Records shown Start Marker
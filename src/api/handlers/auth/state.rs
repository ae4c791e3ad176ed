//! Shared auth configuration carried as an axum extension.

use anyhow::{Result, anyhow};
use std::time::Duration;

/// One-time login codes expire after 15 minutes.
pub const DEFAULT_OTP_TTL: Duration = Duration::from_secs(15 * 60);

/// Sessions last 30 days unless refreshed.
pub const DEFAULT_SESSION_TTL_SECONDS: i64 = 30 * 24 * 60 * 60;

#[derive(Debug, Clone)]
pub struct AuthConfig {
    session_ttl_seconds: i64,
    session_cookie_secure: bool,
    frontend_base_url: String,
    otp_ttl: Duration,
}

impl AuthConfig {
    /// Build the auth configuration from CLI-provided values.
    ///
    /// # Errors
    /// Returns error if the session TTL is not positive or the frontend base
    /// URL is empty.
    pub fn new(
        session_ttl_seconds: i64,
        session_cookie_secure: bool,
        frontend_base_url: &str,
        otp_ttl: Duration,
    ) -> Result<Self> {
        if session_ttl_seconds <= 0 {
            return Err(anyhow!("Session TTL must be positive"));
        }
        let frontend_base_url = frontend_base_url.trim();
        if frontend_base_url.is_empty() {
            return Err(anyhow!("Frontend base URL must not be empty"));
        }
        Ok(Self {
            session_ttl_seconds,
            session_cookie_secure,
            frontend_base_url: frontend_base_url.to_string(),
            otp_ttl,
        })
    }

    #[must_use]
    pub fn session_ttl_seconds(&self) -> i64 {
        self.session_ttl_seconds
    }

    #[must_use]
    pub fn session_cookie_secure(&self) -> bool {
        self.session_cookie_secure
    }

    #[must_use]
    pub fn frontend_base_url(&self) -> &str {
        &self.frontend_base_url
    }

    #[must_use]
    pub fn otp_ttl(&self) -> Duration {
        self.otp_ttl
    }
}

#[cfg(test)]
mod tests {
    use super::*;

    #[test]
    fn rejects_non_positive_session_ttl() {
        assert!(AuthConfig::new(0, false, "https://app.example.com", DEFAULT_OTP_TTL).is_err());
        assert!(AuthConfig::new(-1, false, "https://app.example.com", DEFAULT_OTP_TTL).is_err());
    }

    #[test]
    fn rejects_empty_frontend_url() {
        assert!(AuthConfig::new(3600, false, "  ", DEFAULT_OTP_TTL).is_err());
    }

    #[test]
    fn trims_frontend_url() {
        let config = AuthConfig::new(3600, true, " https://app.example.com ", DEFAULT_OTP_TTL)
            .expect("valid config");
        assert_eq!(config.frontend_base_url(), "https://app.example.com");
        assert!(config.session_cookie_secure());
    }
}
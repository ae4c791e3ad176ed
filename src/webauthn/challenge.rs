//! Challenge lifecycle: issue, store with TTL, consume exactly once.
//!
//! Challenges live in the external key-value collaborator, never in process
//! memory, so horizontal scaling and restarts cannot lose or duplicate them.
//! At most one challenge is live per (purpose, identity); issuing a new one
//! overwrites the prior entry and resets its expiry.

use super::error::WebauthnError;
use crate::store::KeyValueStore;
use anyhow::Context;
use rand::{RngCore, rngs::OsRng};
use std::fmt;
use std::time::Duration;

/// Challenges carry at least 32 bytes of entropy.
pub const CHALLENGE_LEN: usize = 32;

/// Which ceremony a challenge was issued for. Registration and authentication
/// challenges are stored under separate keys and never interchangeable.
#[derive(Debug, Clone, Copy, PartialEq, Eq)]
pub enum ChallengePurpose {
    Registration,
    Authentication,
}

impl fmt::Display for ChallengePurpose {
    fn fmt(&self, f: &mut fmt::Formatter<'_>) -> fmt::Result {
        match self {
            Self::Registration => write!(f, "registration"),
            Self::Authentication => write!(f, "authentication"),
        }
    }
}

pub struct ChallengeStore<K> {
    kv: K,
    ttl: Duration,
}

impl<K: KeyValueStore> ChallengeStore<K> {
    pub fn new(kv: K, ttl: Duration) -> Self {
        Self { kv, ttl }
    }

    fn key(purpose: ChallengePurpose, identity: &str) -> String {
        format!("webauthn:{purpose}:{identity}")
    }

    /// Generate and store a fresh random challenge for (purpose, identity),
    /// replacing any live one. Returns the raw bytes; callers encode them for
    /// transport.
    ///
    /// # Errors
    /// `Storage` if the key-value collaborator fails.
    pub async fn issue(
        &self,
        purpose: ChallengePurpose,
        identity: &str,
    ) -> Result<Vec<u8>, WebauthnError> {
        let mut challenge = vec![0u8; CHALLENGE_LEN];
        OsRng
            .try_fill_bytes(&mut challenge)
            .context("failed to generate challenge")?;
        self.kv
            .set(&Self::key(purpose, identity), &challenge, self.ttl)
            .await?;
        Ok(challenge)
    }

    /// Retrieve and atomically delete the stored challenge.
    ///
    /// # Errors
    /// `ChallengeExpiredOrMissing` when no live challenge exists; when two
    /// finish calls race, the key-value delete decides the single winner and
    /// the loser lands here.
    pub async fn consume(
        &self,
        purpose: ChallengePurpose,
        identity: &str,
    ) -> Result<Vec<u8>, WebauthnError> {
        self.kv
            .get_and_delete(&Self::key(purpose, identity))
            .await?
            .ok_or(WebauthnError::ChallengeExpiredOrMissing)
    }
}
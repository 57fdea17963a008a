use chrono::{DateTime, Utc};

use super::value_objects::{ClientSummary, OrderItem, WorkerRef};

// ============================================================================
// Order Session Commands - Represent user intent
// ============================================================================

#[derive(Debug, Clone)]
pub enum SessionCommand {
    AddItems {
        items: Vec<OrderItem>,
    },
    RemoveItem {
        item_id: String,
    },
    SelectClient {
        client_id: String,
    },
    SetNotes {
        notes: String,
    },
    RequestSignature,
    AbortSigning,
    Sign {
        signature: String,
    },
    Finalize {
        order_id: String,
        client: ClientSummary,
        worker: WorkerRef,
        finalized_at: DateTime<Utc>,
    },
}

impl SessionCommand {
    pub fn name(&self) -> &'static str {
        match self {
            SessionCommand::AddItems { .. } => "AddItems",
            SessionCommand::RemoveItem { .. } => "RemoveItem",
            SessionCommand::SelectClient { .. } => "SelectClient",
            SessionCommand::SetNotes { .. } => "SetNotes",
            SessionCommand::RequestSignature => "RequestSignature",
            SessionCommand::AbortSigning => "AbortSigning",
            SessionCommand::Sign { .. } => "Sign",
            SessionCommand::Finalize { .. } => "Finalize",
        }
    }
}
pub mod retry;

pub use retry::{retry_on_transient, IsTransient, RetryConfig, RetryResult};
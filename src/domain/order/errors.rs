use super::value_objects::SessionPhase;
use crate::analysis::AnalysisError;
use crate::persistence::RepositoryError;

// ============================================================================
// Order Session Business Rule Errors
// ============================================================================

/// Input the caller can correct and retry with.
#[derive(Debug, Clone, PartialEq, Eq, thiserror::Error)]
pub enum ValidationError {
    #[error("A client must be selected")]
    MissingClient,

    #[error("Order has no items")]
    EmptyItems,

    #[error("Order must be signed before it is finalized")]
    MissingSignature,

    #[error("Item has no product code")]
    MissingCode,

    #[error("Unknown client: {0}")]
    UnknownClient(String),

    #[error("Client {resolved} does not match selected client {selected}")]
    ClientMismatch { selected: String, resolved: String },
}

#[derive(Debug, thiserror::Error)]
pub enum OrderError {
    #[error("Validation failed: {0}")]
    Validation(#[from] ValidationError),

    #[error("Image analysis failed: {0}")]
    AnalysisFailure(#[from] AnalysisError),

    #[error("Order session is already finalized")]
    AlreadyFinalized,

    #[error("Operation not allowed while session is {0:?}")]
    InvalidPhase(SessionPhase),

    #[error("Item not found: {0}")]
    ItemNotFound(String),

    #[error("Failed to store order: {0}")]
    Persistence(#[from] RepositoryError),

    #[error("Aggregate not initialized")]
    NotInitialized,
}

impl OrderError {
    /// Whether retrying the same call can succeed without changing the input.
    pub fn is_retryable(&self) -> bool {
        matches!(self, OrderError::AnalysisFailure(_) | OrderError::Persistence(_))
    }
}
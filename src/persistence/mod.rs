// ============================================================================
// Persistence - Repository Seams
// ============================================================================
//
// The order flow only talks to the traits in `repository`; `memory` holds
// the in-process implementations used by the CLI and the tests.
//
// ============================================================================

pub mod repository;
pub mod memory;

pub use repository::{filter_recent, ClientDirectory, OrderRepository, OrderSaved, RepositoryError};
pub use memory::{InMemoryClientDirectory, InMemoryOrderRepository};
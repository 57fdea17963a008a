use serde::{Deserialize, Serialize};
use uuid::Uuid;
use chrono::{DateTime, Utc};

use crate::event_sourcing::core::Aggregate;
use super::value_objects::{Order, OrderItem, SessionPhase};
use super::events::*;
use super::commands::SessionCommand;
use super::errors::{OrderError, ValidationError};

// ============================================================================
// Order Session Aggregate
// ============================================================================
//
// Building ──request_signature──▶ AwaitingSignature ──finalize──▶ Finalized
//    ▲                                   │
//    └───────────abort_signing───────────┘
//
// Finalized is terminal: every command is rejected with AlreadyFinalized.
//
// ============================================================================

#[derive(Debug, Clone, Serialize, Deserialize)]
pub struct OrderSession {
    // Identity
    pub id: Uuid,
    pub version: i64,

    // Current State (derived from events)
    pub phase: SessionPhase,
    pub items: Vec<OrderItem>,
    pub selected_client_id: Option<String>,
    pub notes: String,
    pub signature: Option<String>,

    // Audit Trail
    pub created_at: DateTime<Utc>,
    pub updated_at: DateTime<Utc>,

    /// Set once the session has produced its order
    pub finalized_order_id: Option<String>,
}

impl OrderSession {
    /// Open a new session, returning the `Started` event that created it.
    pub fn start(preselected_client_id: Option<String>) -> (Self, SessionEvent) {
        let started = SessionStarted {
            session_id: Uuid::now_v7(),
            preselected_client_id: preselected_client_id.filter(|id| !id.trim().is_empty()),
            started_at: Utc::now(),
        };

        (Self::from_started(&started), SessionEvent::Started(started))
    }

    fn from_started(e: &SessionStarted) -> Self {
        Self {
            id: e.session_id,
            version: 1,
            phase: SessionPhase::Building,
            items: Vec::new(),
            selected_client_id: e.preselected_client_id.clone(),
            notes: String::new(),
            signature: None,
            created_at: e.started_at,
            updated_at: e.started_at,
            finalized_order_id: None,
        }
    }

    pub fn is_finalized(&self) -> bool {
        self.phase == SessionPhase::Finalized
    }

    pub fn item(&self, item_id: &str) -> Option<&OrderItem> {
        self.items.iter().find(|item| item.id == item_id)
    }

    fn ensure_building(&self) -> Result<(), OrderError> {
        match self.phase {
            SessionPhase::Building => Ok(()),
            SessionPhase::Finalized => Err(OrderError::AlreadyFinalized),
            other => Err(OrderError::InvalidPhase(other)),
        }
    }

    /// Everything required before the client may sign
    fn validate_ready_for_signature(&self) -> Result<&str, ValidationError> {
        let client_id = self
            .selected_client_id
            .as_deref()
            .ok_or(ValidationError::MissingClient)?;

        if self.items.is_empty() {
            return Err(ValidationError::EmptyItems);
        }

        Ok(client_id)
    }

    fn validate_items(items: &[OrderItem]) -> Result<(), ValidationError> {
        if items.iter().any(|item| item.code.trim().is_empty()) {
            return Err(ValidationError::MissingCode);
        }
        Ok(())
    }
}

// ============================================================================
// Aggregate Trait Implementation
// ============================================================================

impl Aggregate for OrderSession {
    type Event = SessionEvent;
    type Command = SessionCommand;
    type Error = OrderError;

    fn apply_first_event(event: &Self::Event) -> Result<Self, Self::Error> {
        match event {
            SessionEvent::Started(e) => Ok(Self::from_started(e)),
            _ => Err(OrderError::NotInitialized),
        }
    }

    fn apply_event(&mut self, event: &Self::Event) -> Result<(), Self::Error> {
        self.updated_at = Utc::now();
        self.version += 1;

        match event {
            SessionEvent::Started(_) => {
                // First event already applied
            }
            SessionEvent::ItemsAdded(e) => {
                self.items.extend(e.items.iter().cloned());
            }
            SessionEvent::ItemRemoved(e) => {
                self.items.retain(|item| item.id != e.item_id);
            }
            SessionEvent::ClientSelected(e) => {
                self.selected_client_id = Some(e.client_id.clone());
            }
            SessionEvent::NotesUpdated(e) => {
                self.notes = e.notes.clone();
            }
            SessionEvent::SignatureRequested(_) => {
                self.phase = SessionPhase::AwaitingSignature;
            }
            SessionEvent::SigningAborted(_) => {
                self.phase = SessionPhase::Building;
                self.signature = None;
            }
            SessionEvent::Signed(e) => {
                self.signature = e.signature.clone();
            }
            SessionEvent::Finalized(e) => {
                self.phase = SessionPhase::Finalized;
                self.finalized_order_id = Some(e.order.id.clone());
            }
        }

        Ok(())
    }

    fn handle_command(&self, command: &Self::Command) -> Result<Vec<Self::Event>, Self::Error> {
        if self.is_finalized() {
            return Err(OrderError::AlreadyFinalized);
        }

        match command {
            SessionCommand::AddItems { items } => {
                self.ensure_building()?;
                Self::validate_items(items)?;

                if items.is_empty() {
                    return Ok(vec![]);
                }

                Ok(vec![SessionEvent::ItemsAdded(ItemsAdded {
                    items: items.clone(),
                })])
            }

            SessionCommand::RemoveItem { item_id } => {
                self.ensure_building()?;

                if self.item(item_id).is_none() {
                    return Err(OrderError::ItemNotFound(item_id.clone()));
                }

                Ok(vec![SessionEvent::ItemRemoved(ItemRemoved {
                    item_id: item_id.clone(),
                })])
            }

            SessionCommand::SelectClient { client_id } => {
                self.ensure_building()?;

                let client_id = client_id.trim();
                if client_id.is_empty() {
                    return Err(ValidationError::MissingClient.into());
                }

                if self.selected_client_id.as_deref() == Some(client_id) {
                    return Ok(vec![]);
                }

                Ok(vec![SessionEvent::ClientSelected(ClientSelected {
                    client_id: client_id.to_string(),
                })])
            }

            SessionCommand::SetNotes { notes } => {
                self.ensure_building()?;

                if *notes == self.notes {
                    return Ok(vec![]);
                }

                Ok(vec![SessionEvent::NotesUpdated(NotesUpdated {
                    notes: notes.clone(),
                })])
            }

            SessionCommand::RequestSignature => {
                self.ensure_building()?;
                self.validate_ready_for_signature()?;

                Ok(vec![SessionEvent::SignatureRequested(SignatureRequested {
                    requested_at: Utc::now(),
                })])
            }

            SessionCommand::AbortSigning => {
                match self.phase {
                    SessionPhase::AwaitingSignature => {}
                    other => return Err(OrderError::InvalidPhase(other)),
                }

                Ok(vec![SessionEvent::SigningAborted(SigningAborted)])
            }

            SessionCommand::Sign { signature } => {
                match self.phase {
                    SessionPhase::AwaitingSignature => {}
                    other => return Err(OrderError::InvalidPhase(other)),
                }

                let signature = Some(signature.trim())
                    .filter(|s| !s.is_empty())
                    .map(str::to_string);

                Ok(vec![SessionEvent::Signed(Signed { signature })])
            }

            SessionCommand::Finalize { order_id, client, worker, finalized_at } => {
                // Finalizing straight from Building still reports what is
                // missing instead of a bare phase error.
                let client_id = self.validate_ready_for_signature()?;

                let signature = match (self.phase, self.signature.as_deref()) {
                    (SessionPhase::AwaitingSignature, Some(signature)) => signature,
                    _ => return Err(ValidationError::MissingSignature.into()),
                };

                if client.id != client_id {
                    return Err(ValidationError::ClientMismatch {
                        selected: client_id.to_string(),
                        resolved: client.id.clone(),
                    }
                    .into());
                }

                let order = Order {
                    id: order_id.clone(),
                    client_id: client.id.clone(),
                    client_name: client.name.clone(),
                    client_code: client.client_code.clone(),
                    date: *finalized_at,
                    items: self.items.clone(),
                    notes: self.notes.clone(),
                    signature: signature.to_string(),
                    worker: worker.clone(),
                };

                Ok(vec![SessionEvent::Finalized(OrderFinalized { order })])
            }
        }
    }

    fn aggregate_id(&self) -> Uuid {
        self.id
    }

    fn version(&self) -> i64 {
        self.version
    }
}

// ============================================================================
// Unit Tests
// ============================================================================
Records shown End Marker
Out of the entries, report each line that contains the word "EmptyItems".

    EmptyItems,
            return Err(ValidationError::EmptyItems);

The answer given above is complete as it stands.